##### RECORDS FOR THIS EXERCISE #####

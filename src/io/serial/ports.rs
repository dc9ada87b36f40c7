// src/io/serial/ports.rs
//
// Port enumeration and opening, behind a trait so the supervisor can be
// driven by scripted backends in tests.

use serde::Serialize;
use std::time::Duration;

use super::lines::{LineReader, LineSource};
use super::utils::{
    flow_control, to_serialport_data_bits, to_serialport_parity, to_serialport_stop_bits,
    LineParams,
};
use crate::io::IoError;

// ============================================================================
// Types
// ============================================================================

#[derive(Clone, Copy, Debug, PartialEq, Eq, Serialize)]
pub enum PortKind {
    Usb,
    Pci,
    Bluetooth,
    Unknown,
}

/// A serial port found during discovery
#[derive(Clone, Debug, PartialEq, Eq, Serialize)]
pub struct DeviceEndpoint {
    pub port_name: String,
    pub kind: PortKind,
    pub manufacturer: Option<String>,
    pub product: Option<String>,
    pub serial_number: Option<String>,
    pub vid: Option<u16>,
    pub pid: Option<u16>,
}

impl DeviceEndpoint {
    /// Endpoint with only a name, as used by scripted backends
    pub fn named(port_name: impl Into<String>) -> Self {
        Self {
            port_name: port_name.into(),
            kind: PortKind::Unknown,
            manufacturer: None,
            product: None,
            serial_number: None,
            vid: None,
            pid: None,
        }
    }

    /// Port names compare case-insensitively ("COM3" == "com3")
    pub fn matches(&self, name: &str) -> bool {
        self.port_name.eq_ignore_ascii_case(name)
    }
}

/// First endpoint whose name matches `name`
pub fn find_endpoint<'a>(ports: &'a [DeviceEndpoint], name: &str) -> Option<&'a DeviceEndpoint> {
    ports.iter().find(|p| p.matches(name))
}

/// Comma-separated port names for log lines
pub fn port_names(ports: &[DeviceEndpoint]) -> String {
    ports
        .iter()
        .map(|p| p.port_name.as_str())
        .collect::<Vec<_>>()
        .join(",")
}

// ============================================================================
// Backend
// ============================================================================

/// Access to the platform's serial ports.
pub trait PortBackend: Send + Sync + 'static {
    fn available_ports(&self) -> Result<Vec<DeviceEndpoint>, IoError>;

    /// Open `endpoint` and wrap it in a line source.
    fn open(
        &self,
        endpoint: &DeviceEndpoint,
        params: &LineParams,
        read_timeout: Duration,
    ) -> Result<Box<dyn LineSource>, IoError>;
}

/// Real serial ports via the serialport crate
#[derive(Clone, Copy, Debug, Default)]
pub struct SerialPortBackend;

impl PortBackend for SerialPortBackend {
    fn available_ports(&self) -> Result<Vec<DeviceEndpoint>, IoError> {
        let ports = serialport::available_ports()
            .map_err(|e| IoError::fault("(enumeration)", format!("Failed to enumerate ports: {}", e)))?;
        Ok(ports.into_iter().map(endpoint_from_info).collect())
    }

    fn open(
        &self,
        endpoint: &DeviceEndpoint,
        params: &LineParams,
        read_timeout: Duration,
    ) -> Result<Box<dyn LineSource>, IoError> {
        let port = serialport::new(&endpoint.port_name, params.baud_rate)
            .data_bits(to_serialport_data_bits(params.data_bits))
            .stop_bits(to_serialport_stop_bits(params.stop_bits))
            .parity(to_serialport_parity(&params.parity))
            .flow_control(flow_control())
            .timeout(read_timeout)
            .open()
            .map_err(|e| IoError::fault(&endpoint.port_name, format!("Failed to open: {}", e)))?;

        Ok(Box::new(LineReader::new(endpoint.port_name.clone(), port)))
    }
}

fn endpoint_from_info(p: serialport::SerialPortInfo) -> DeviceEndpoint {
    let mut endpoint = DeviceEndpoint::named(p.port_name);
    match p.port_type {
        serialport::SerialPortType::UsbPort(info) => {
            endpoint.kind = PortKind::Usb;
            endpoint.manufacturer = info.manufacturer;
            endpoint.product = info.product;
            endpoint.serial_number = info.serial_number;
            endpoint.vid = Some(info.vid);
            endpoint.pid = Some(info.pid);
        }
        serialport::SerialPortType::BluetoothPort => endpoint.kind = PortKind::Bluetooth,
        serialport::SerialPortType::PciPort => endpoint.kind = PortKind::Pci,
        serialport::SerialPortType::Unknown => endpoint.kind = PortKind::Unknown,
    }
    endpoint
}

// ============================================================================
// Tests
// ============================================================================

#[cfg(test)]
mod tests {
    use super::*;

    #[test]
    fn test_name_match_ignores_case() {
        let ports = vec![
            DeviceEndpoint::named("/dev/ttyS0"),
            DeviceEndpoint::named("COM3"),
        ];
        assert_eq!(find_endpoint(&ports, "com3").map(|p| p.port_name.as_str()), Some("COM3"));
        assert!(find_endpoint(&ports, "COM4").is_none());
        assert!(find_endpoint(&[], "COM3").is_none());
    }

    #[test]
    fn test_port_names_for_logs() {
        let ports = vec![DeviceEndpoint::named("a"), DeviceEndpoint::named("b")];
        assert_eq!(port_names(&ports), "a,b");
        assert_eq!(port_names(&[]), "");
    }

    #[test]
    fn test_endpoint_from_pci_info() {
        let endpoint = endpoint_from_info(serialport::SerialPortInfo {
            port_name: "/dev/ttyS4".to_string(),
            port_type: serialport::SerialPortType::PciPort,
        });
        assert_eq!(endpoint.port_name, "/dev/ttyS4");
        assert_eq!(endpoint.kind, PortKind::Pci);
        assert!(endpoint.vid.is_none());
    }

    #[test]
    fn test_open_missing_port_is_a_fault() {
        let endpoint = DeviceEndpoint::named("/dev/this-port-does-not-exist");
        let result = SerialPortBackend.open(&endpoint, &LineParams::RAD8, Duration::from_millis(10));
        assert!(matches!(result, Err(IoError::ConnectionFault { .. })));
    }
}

#####
##### RECORDS FOR THIS EXERCISE #####

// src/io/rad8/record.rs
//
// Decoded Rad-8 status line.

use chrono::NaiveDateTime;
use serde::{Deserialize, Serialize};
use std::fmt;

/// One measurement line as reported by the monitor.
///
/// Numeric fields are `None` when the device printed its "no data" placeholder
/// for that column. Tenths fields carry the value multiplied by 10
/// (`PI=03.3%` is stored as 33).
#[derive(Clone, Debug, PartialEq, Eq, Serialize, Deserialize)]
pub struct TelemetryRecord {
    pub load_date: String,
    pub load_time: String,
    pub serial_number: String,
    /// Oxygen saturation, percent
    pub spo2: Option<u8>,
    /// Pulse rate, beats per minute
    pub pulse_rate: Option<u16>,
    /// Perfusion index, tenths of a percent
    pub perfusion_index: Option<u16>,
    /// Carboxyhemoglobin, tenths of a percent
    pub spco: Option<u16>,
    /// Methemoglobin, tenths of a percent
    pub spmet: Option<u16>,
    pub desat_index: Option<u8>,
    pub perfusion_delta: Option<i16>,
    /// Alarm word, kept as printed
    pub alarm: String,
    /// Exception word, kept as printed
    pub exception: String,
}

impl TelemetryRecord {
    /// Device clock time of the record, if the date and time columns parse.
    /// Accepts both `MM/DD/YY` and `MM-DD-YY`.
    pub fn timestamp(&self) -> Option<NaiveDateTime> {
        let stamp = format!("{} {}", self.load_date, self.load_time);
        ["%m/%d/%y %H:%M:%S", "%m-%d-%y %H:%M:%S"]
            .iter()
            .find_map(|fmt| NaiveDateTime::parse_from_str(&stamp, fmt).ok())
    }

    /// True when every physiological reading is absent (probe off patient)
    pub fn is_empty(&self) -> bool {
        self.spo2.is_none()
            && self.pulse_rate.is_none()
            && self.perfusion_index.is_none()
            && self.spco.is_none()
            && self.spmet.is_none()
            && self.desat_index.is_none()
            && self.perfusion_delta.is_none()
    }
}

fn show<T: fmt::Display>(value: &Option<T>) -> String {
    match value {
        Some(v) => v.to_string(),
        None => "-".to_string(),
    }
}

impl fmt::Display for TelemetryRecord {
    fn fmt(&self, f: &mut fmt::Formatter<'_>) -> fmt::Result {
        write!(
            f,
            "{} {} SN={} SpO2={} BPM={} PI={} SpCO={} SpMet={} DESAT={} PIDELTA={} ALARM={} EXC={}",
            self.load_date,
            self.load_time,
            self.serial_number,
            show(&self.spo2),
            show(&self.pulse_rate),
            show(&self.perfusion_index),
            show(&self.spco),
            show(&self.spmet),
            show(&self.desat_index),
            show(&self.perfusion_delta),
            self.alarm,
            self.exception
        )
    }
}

#####

**TO DO:**
Above are the records; print exactly the lines from the line with "Oxygen saturation, percent" to the line with "time columns parse.", including both, and nothing else.

**RESPONSE:**
    /// Oxygen saturation, percent
    pub spo2: Option<u8>,
    /// Pulse rate, beats per minute
    pub pulse_rate: Option<u16>,
    /// Perfusion index, tenths of a percent
    pub perfusion_index: Option<u16>,
    /// Carboxyhemoglobin, tenths of a percent
    pub spco: Option<u16>,
    /// Methemoglobin, tenths of a percent
    pub spmet: Option<u16>,
    pub desat_index: Option<u8>,
    pub perfusion_delta: Option<i16>,
    /// Alarm word, kept as printed
    pub alarm: String,
    /// Exception word, kept as printed
    pub exception: String,
}

impl TelemetryRecord {
    /// Device clock time of the record, if the date and time columns parse.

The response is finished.